• **Problem statement**
Each line of the entries that mentions the string "PageResource" needs to be reported.

• **Given entries**
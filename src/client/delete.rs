// src/client/delete.rs
//
// Deletion always goes through an explicit confirmation step: the UI arms
// the flow with the selected entity, a dialog names it, and only a confirm
// sends the (single) request. The dialog and the selection clear together.

use crate::client::resource::{ResourceClient, Transport};
use crate::client::ClientError;
use serde::de::DeserializeOwned;

#[derive(Debug, Default)]
pub struct DeleteFlow {
    armed: Option<(i64, String)>,
}

impl DeleteFlow {
    pub fn new() -> Self {
        Self::default()
    }

    /// Selects an entity for deletion; `label` is what the dialog shows.
    pub fn arm(&mut self, id: i64, label: impl Into<String>) {
        self.armed = Some((id, label.into()));
    }

    /// The entity the confirmation dialog is currently naming, if any.
    pub fn armed(&self) -> Option<(i64, &str)> {
        self.armed.as_ref().map(|(id, label)| (*id, label.as_str()))
    }

    /// Dismissing the dialog clears the selection without any request.
    pub fn cancel(&mut self) {
        self.armed = None;
    }

    /// Sends exactly one delete for the armed entity. The selection is
    /// taken before the request so no stale reference survives either way.
    pub fn confirm<T, X>(&mut self, client: &mut ResourceClient<T, X>) -> Result<i64, ClientError>
    where
        T: DeserializeOwned,
        X: Transport,
    {
        let (id, _) = self.armed.take().ok_or(ClientError::NothingSelected)?;
        client.delete_confirmed(id)?;
        Ok(id)
    }
}

#[cfg(test)]
mod tests {
    use super::*;
    use crate::client::resource::test_support::{shared_registry, FakeTransport};
    use crate::client::resource::ResourceSpec;
    use serde::Deserialize;

    #[derive(Debug, Deserialize)]
    struct Item {
        #[allow(dead_code)]
        id: i64,
    }

    const POSTS: ResourceSpec = ResourceSpec {
        path: "/api/admin/posts",
        dependents: &[],
    };

    fn client() -> ResourceClient<Item, FakeTransport> {
        let transport = FakeTransport::answering(r#"{"success":true,"data":{"deleted":3}}"#);
        ResourceClient::new(POSTS.clone(), transport, shared_registry())
    }

    #[test]
    fn unconfirmed_delete_sends_nothing() {
        let mut client = client();
        let mut flow = DeleteFlow::new();

        flow.arm(3, "تدوينة");
        flow.cancel();

        assert!(matches!(
            flow.confirm(&mut client),
            Err(ClientError::NothingSelected)
        ));
        // Inspecting the transport: no request ever left.
        assert_eq!(client_transport_deletes(&client), 0);
    }

    #[test]
    fn confirm_sends_exactly_one_request_and_clears_selection() {
        let mut client = client();
        let mut flow = DeleteFlow::new();

        flow.arm(3, "تدوينة");
        assert_eq!(flow.armed().unwrap().0, 3);

        let deleted = flow.confirm(&mut client).unwrap();
        assert_eq!(deleted, 3);
        assert_eq!(client_transport_deletes(&client), 1);
        assert!(flow.armed().is_none(), "selection must clear with the dialog");

        // A second confirm without re-arming is a no-op error, not a request.
        assert!(matches!(
            flow.confirm(&mut client),
            Err(ClientError::NothingSelected)
        ));
        assert_eq!(client_transport_deletes(&client), 1);
    }

    #[test]
    fn rearming_targets_the_new_entity_only() {
        let mut client = client();
        let mut flow = DeleteFlow::new();

        flow.arm(3, "أ");
        flow.arm(8, "ب");
        flow.confirm(&mut client).unwrap();

        let (_, path) = client.transport_ref().calls.last().unwrap().clone();
        assert_eq!(path, "/api/admin/posts/8");
    }

    fn client_transport_deletes(client: &ResourceClient<Item, FakeTransport>) -> usize {
        client.transport_ref().requests_for("DELETE")
    }
}
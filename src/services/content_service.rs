// src/services/content_service.rs
//
// Posts, pages, partners and success stories: generic CRUD implementations
// plus the published-only queries the public site uses.

use crate::error::{map_unique_violation, AppError, AppResult};
use crate::models::page::{Page, PagePayload};
use crate::models::partner::{Partner, PartnerPayload};
use crate::models::post::{Post, PostPayload};
use crate::models::story::{Story, StoryPayload};
use crate::services::resource::{CrudResource, ListParams, SlugSource};
use crate::validate::Validate;
use async_trait::async_trait;
use sqlx::SqlitePool;

impl SlugSource for PostPayload {
    fn slug_name(&self) -> &str {
        &self.title
    }
    fn slug_override(&self) -> Option<&str> {
        self.slug.as_deref()
    }
}

impl SlugSource for PagePayload {
    fn slug_name(&self) -> &str {
        &self.title
    }
    fn slug_override(&self) -> Option<&str> {
        self.slug.as_deref()
    }
}

impl SlugSource for PartnerPayload {
    fn slug_name(&self) -> &str {
        &self.name
    }
    fn slug_override(&self) -> Option<&str> {
        self.slug.as_deref()
    }
}

impl SlugSource for StoryPayload {
    fn slug_name(&self) -> &str {
        &self.title
    }
    fn slug_override(&self) -> Option<&str> {
        self.slug.as_deref()
    }
}

// --- Public-site queries -------------------------------------------------

pub async fn published_posts(pool: &SqlitePool, q: Option<&str>) -> AppResult<Vec<Post>> {
    let rows = sqlx::query_as::<_, Post>(
        "SELECT * FROM posts
         WHERE published = 1
           AND (?1 IS NULL OR title LIKE '%' || ?1 || '%' OR excerpt LIKE '%' || ?1 || '%')
         ORDER BY created_at DESC, id DESC",
    )
    .bind(q.map(str::trim).filter(|q| !q.is_empty()))
    .fetch_all(pool)
    .await?;
    Ok(rows)
}

pub async fn find_published_post(pool: &SqlitePool, slug: &str) -> AppResult<Option<Post>> {
    let row = sqlx::query_as::<_, Post>("SELECT * FROM posts WHERE slug = ?1 AND published = 1")
        .bind(slug)
        .fetch_optional(pool)
        .await?;
    Ok(row)
}

pub async fn find_published_page(pool: &SqlitePool, slug: &str) -> AppResult<Option<Page>> {
    let row = sqlx::query_as::<_, Page>("SELECT * FROM pages WHERE slug = ?1 AND published = 1")
        .bind(slug)
        .fetch_optional(pool)
        .await?;
    Ok(row)
}

pub async fn all_partners(pool: &SqlitePool) -> AppResult<Vec<Partner>> {
    let rows = sqlx::query_as::<_, Partner>("SELECT * FROM partners ORDER BY name ASC")
        .fetch_all(pool)
        .await?;
    Ok(rows)
}

pub async fn published_stories(pool: &SqlitePool) -> AppResult<Vec<Story>> {
    let rows = sqlx::query_as::<_, Story>(
        "SELECT * FROM success_stories WHERE published = 1 ORDER BY created_at DESC, id DESC",
    )
    .fetch_all(pool)
    .await?;
    Ok(rows)
}

pub async fn find_published_story(pool: &SqlitePool, slug: &str) -> AppResult<Option<Story>> {
    let row = sqlx::query_as::<_, Story>(
        "SELECT * FROM success_stories WHERE slug = ?1 AND published = 1",
    )
    .bind(slug)
    .fetch_optional(pool)
    .await?;
    Ok(row)
}

// --- Admin CRUD resources ------------------------------------------------

pub struct PostResource;

#[async_trait]
impl CrudResource for PostResource {
    const NAME: &'static str = "post";
    type Entity = Post;
    type Payload = PostPayload;

    async fn list(pool: &SqlitePool, params: &ListParams) -> AppResult<Vec<Post>> {
        let q = params
            .get("q")
            .map(|q| q.trim().to_string())
            .filter(|q| !q.is_empty());
        let rows = sqlx::query_as::<_, Post>(
            "SELECT * FROM posts
             WHERE (?1 IS NULL OR title LIKE '%' || ?1 || '%')
             ORDER BY created_at DESC, id DESC",
        )
        .bind(q)
        .fetch_all(pool)
        .await?;
        Ok(rows)
    }

    async fn find(pool: &SqlitePool, id: i64) -> AppResult<Option<Post>> {
        let row = sqlx::query_as::<_, Post>("SELECT * FROM posts WHERE id = ?1")
            .bind(id)
            .fetch_optional(pool)
            .await?;
        Ok(row)
    }

    async fn create(pool: &SqlitePool, payload: PostPayload) -> AppResult<Post> {
        payload.validate()?;
        let slug = payload.resolve_slug()?;
        let result = sqlx::query(
            "INSERT INTO posts (title, slug, excerpt, body, image_url, published)
             VALUES (?1, ?2, ?3, ?4, ?5, ?6)",
        )
        .bind(payload.title.trim())
        .bind(&slug)
        .bind(&payload.excerpt)
        .bind(&payload.body)
        .bind(&payload.image_url)
        .bind(payload.published)
        .execute(pool)
        .await
        .map_err(|e| map_unique_violation(e, "slug already in use"))?;

        Self::find(pool, result.last_insert_rowid())
            .await?
            .ok_or(AppError::Internal)
    }

    async fn update(pool: &SqlitePool, id: i64, payload: PostPayload) -> AppResult<Post> {
        payload.validate()?;
        let slug = payload.resolve_slug()?;
        let affected = sqlx::query(
            "UPDATE posts SET title = ?1, slug = ?2, excerpt = ?3, body = ?4,
                 image_url = ?5, published = ?6, updated_at = datetime('now')
             WHERE id = ?7",
        )
        .bind(payload.title.trim())
        .bind(&slug)
        .bind(&payload.excerpt)
        .bind(&payload.body)
        .bind(&payload.image_url)
        .bind(payload.published)
        .bind(id)
        .execute(pool)
        .await
        .map_err(|e| map_unique_violation(e, "slug already in use"))?
        .rows_affected();

        if affected == 0 {
            return Err(AppError::NotFound(Self::NAME));
        }
        Self::find(pool, id).await?.ok_or(AppError::Internal)
    }

    async fn delete(pool: &SqlitePool, id: i64) -> AppResult<bool> {
        let affected = sqlx::query("DELETE FROM posts WHERE id = ?1")
            .bind(id)
            .execute(pool)
            .await?
            .rows_affected();
        Ok(affected > 0)
    }
}

pub struct PageResource;

#[async_trait]
impl CrudResource for PageResource {
    const NAME: &'static str = "page";
    type Entity = Page;
    type Payload = PagePayload;

    async fn list(pool: &SqlitePool, params: &ListParams) -> AppResult<Vec<Page>> {
        let q = params
            .get("q")
            .map(|q| q.trim().to_string())
            .filter(|q| !q.is_empty());
        let rows = sqlx::query_as::<_, Page>(
            "SELECT * FROM pages
             WHERE (?1 IS NULL OR title LIKE '%' || ?1 || '%')
             ORDER BY title ASC",
        )
        .bind(q)
        .fetch_all(pool)
        .await?;
        Ok(rows)
    }

    async fn find(pool: &SqlitePool, id: i64) -> AppResult<Option<Page>> {
        let row = sqlx::query_as::<_, Page>("SELECT * FROM pages WHERE id = ?1")
            .bind(id)
            .fetch_optional(pool)
            .await?;
        Ok(row)
    }

    async fn create(pool: &SqlitePool, payload: PagePayload) -> AppResult<Page> {
        payload.validate()?;
        let slug = payload.resolve_slug()?;
        let result = sqlx::query(
            "INSERT INTO pages (title, slug, body, published) VALUES (?1, ?2, ?3, ?4)",
        )
        .bind(payload.title.trim())
        .bind(&slug)
        .bind(&payload.body)
        .bind(payload.published)
        .execute(pool)
        .await
        .map_err(|e| map_unique_violation(e, "slug already in use"))?;

        Self::find(pool, result.last_insert_rowid())
            .await?
            .ok_or(AppError::Internal)
    }

    async fn update(pool: &SqlitePool, id: i64, payload: PagePayload) -> AppResult<Page> {
        payload.validate()?;
        let slug = payload.resolve_slug()?;
        let affected = sqlx::query(
            "UPDATE pages SET title = ?1, slug = ?2, body = ?3, published = ?4,
                 updated_at = datetime('now')
             WHERE id = ?5",
        )
        .bind(payload.title.trim())
        .bind(&slug)
        .bind(&payload.body)
        .bind(payload.published)
        .bind(id)
        .execute(pool)
        .await
        .map_err(|e| map_unique_violation(e, "slug already in use"))?
        .rows_affected();

        if affected == 0 {
            return Err(AppError::NotFound(Self::NAME));
        }
        Self::find(pool, id).await?.ok_or(AppError::Internal)
    }

    async fn delete(pool: &SqlitePool, id: i64) -> AppResult<bool> {
        let affected = sqlx::query("DELETE FROM pages WHERE id = ?1")
            .bind(id)
            .execute(pool)
            .await?
            .rows_affected();
        Ok(affected > 0)
    }
}

pub struct PartnerResource;

#[async_trait]
impl CrudResource for PartnerResource {
    const NAME: &'static str = "partner";
    type Entity = Partner;
    type Payload = PartnerPayload;

    async fn list(pool: &SqlitePool, params: &ListParams) -> AppResult<Vec<Partner>> {
        let q = params
            .get("q")
            .map(|q| q.trim().to_string())
            .filter(|q| !q.is_empty());
        let rows = sqlx::query_as::<_, Partner>(
            "SELECT * FROM partners
             WHERE (?1 IS NULL OR name LIKE '%' || ?1 || '%')
             ORDER BY name ASC",
        )
        .bind(q)
        .fetch_all(pool)
        .await?;
        Ok(rows)
    }

    async fn find(pool: &SqlitePool, id: i64) -> AppResult<Option<Partner>> {
        let row = sqlx::query_as::<_, Partner>("SELECT * FROM partners WHERE id = ?1")
            .bind(id)
            .fetch_optional(pool)
            .await?;
        Ok(row)
    }

    async fn create(pool: &SqlitePool, payload: PartnerPayload) -> AppResult<Partner> {
        payload.validate()?;
        let slug = payload.resolve_slug()?;
        let result = sqlx::query(
            "INSERT INTO partners (name, slug, logo_url, website_url)
             VALUES (?1, ?2, ?3, ?4)",
        )
        .bind(payload.name.trim())
        .bind(&slug)
        .bind(payload.logo_url.trim())
        .bind(&payload.website_url)
        .execute(pool)
        .await
        .map_err(|e| map_unique_violation(e, "slug already in use"))?;

        Self::find(pool, result.last_insert_rowid())
            .await?
            .ok_or(AppError::Internal)
    }

    async fn update(pool: &SqlitePool, id: i64, payload: PartnerPayload) -> AppResult<Partner> {
        payload.validate()?;
        let slug = payload.resolve_slug()?;
        let affected = sqlx::query(
            "UPDATE partners SET name = ?1, slug = ?2, logo_url = ?3, website_url = ?4,
                 updated_at = datetime('now')
             WHERE id = ?5",
        )
        .bind(payload.name.trim())
        .bind(&slug)
        .bind(payload.logo_url.trim())
        .bind(&payload.website_url)
        .bind(id)
        .execute(pool)
        .await
        .map_err(|e| map_unique_violation(e, "slug already in use"))?
        .rows_affected();

        if affected == 0 {
            return Err(AppError::NotFound(Self::NAME));
        }
        Self::find(pool, id).await?.ok_or(AppError::Internal)
    }

    async fn delete(pool: &SqlitePool, id: i64) -> AppResult<bool> {
        let affected = sqlx::query("DELETE FROM partners WHERE id = ?1")
            .bind(id)
            .execute(pool)
            .await?
            .rows_affected();
        Ok(affected > 0)
    }
}

pub struct StoryResource;

#[async_trait]
impl CrudResource for StoryResource {
    const NAME: &'static str = "success story";
    type Entity = Story;
    type Payload = StoryPayload;

    async fn list(pool: &SqlitePool, params: &ListParams) -> AppResult<Vec<Story>> {
        let q = params
            .get("q")
            .map(|q| q.trim().to_string())
            .filter(|q| !q.is_empty());
        let rows = sqlx::query_as::<_, Story>(
            "SELECT * FROM success_stories
             WHERE (?1 IS NULL OR title LIKE '%' || ?1 || '%' OR student_name LIKE '%' || ?1 || '%')
             ORDER BY created_at DESC, id DESC",
        )
        .bind(q)
        .fetch_all(pool)
        .await?;
        Ok(rows)
    }

    async fn find(pool: &SqlitePool, id: i64) -> AppResult<Option<Story>> {
        let row = sqlx::query_as::<_, Story>("SELECT * FROM success_stories WHERE id = ?1")
            .bind(id)
            .fetch_optional(pool)
            .await?;
        Ok(row)
    }

    async fn create(pool: &SqlitePool, payload: StoryPayload) -> AppResult<Story> {
        payload.validate()?;
        let slug = payload.resolve_slug()?;
        let result = sqlx::query(
            "INSERT INTO success_stories (student_name, title, slug, body, image_url, published)
             VALUES (?1, ?2, ?3, ?4, ?5, ?6)",
        )
        .bind(payload.student_name.trim())
        .bind(payload.title.trim())
        .bind(&slug)
        .bind(&payload.body)
        .bind(&payload.image_url)
        .bind(payload.published)
        .execute(pool)
        .await
        .map_err(|e| map_unique_violation(e, "slug already in use"))?;

        Self::find(pool, result.last_insert_rowid())
            .await?
            .ok_or(AppError::Internal)
    }

    async fn update(pool: &SqlitePool, id: i64, payload: StoryPayload) -> AppResult<Story> {
        payload.validate()?;
        let slug = payload.resolve_slug()?;
        let affected = sqlx::query(
            "UPDATE success_stories SET student_name = ?1, title = ?2, slug = ?3,
                 body = ?4, image_url = ?5, published = ?6, updated_at = datetime('now')
             WHERE id = ?7",
        )
        .bind(payload.student_name.trim())
        .bind(payload.title.trim())
        .bind(&slug)
        .bind(&payload.body)
        .bind(&payload.image_url)
        .bind(payload.published)
        .bind(id)
        .execute(pool)
        .await
        .map_err(|e| map_unique_violation(e, "slug already in use"))?
        .rows_affected();

        if affected == 0 {
            return Err(AppError::NotFound(Self::NAME));
        }
        Self::find(pool, id).await?.ok_or(AppError::Internal)
    }

    async fn delete(pool: &SqlitePool, id: i64) -> AppResult<bool> {
        let affected = sqlx::query("DELETE FROM success_stories WHERE id = ?1")
            .bind(id)
            .execute(pool)
            .await?
            .rows_affected();
        Ok(affected > 0)
    }
}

• **Task answer**
pub struct PageResource;
impl CrudResource for PageResource {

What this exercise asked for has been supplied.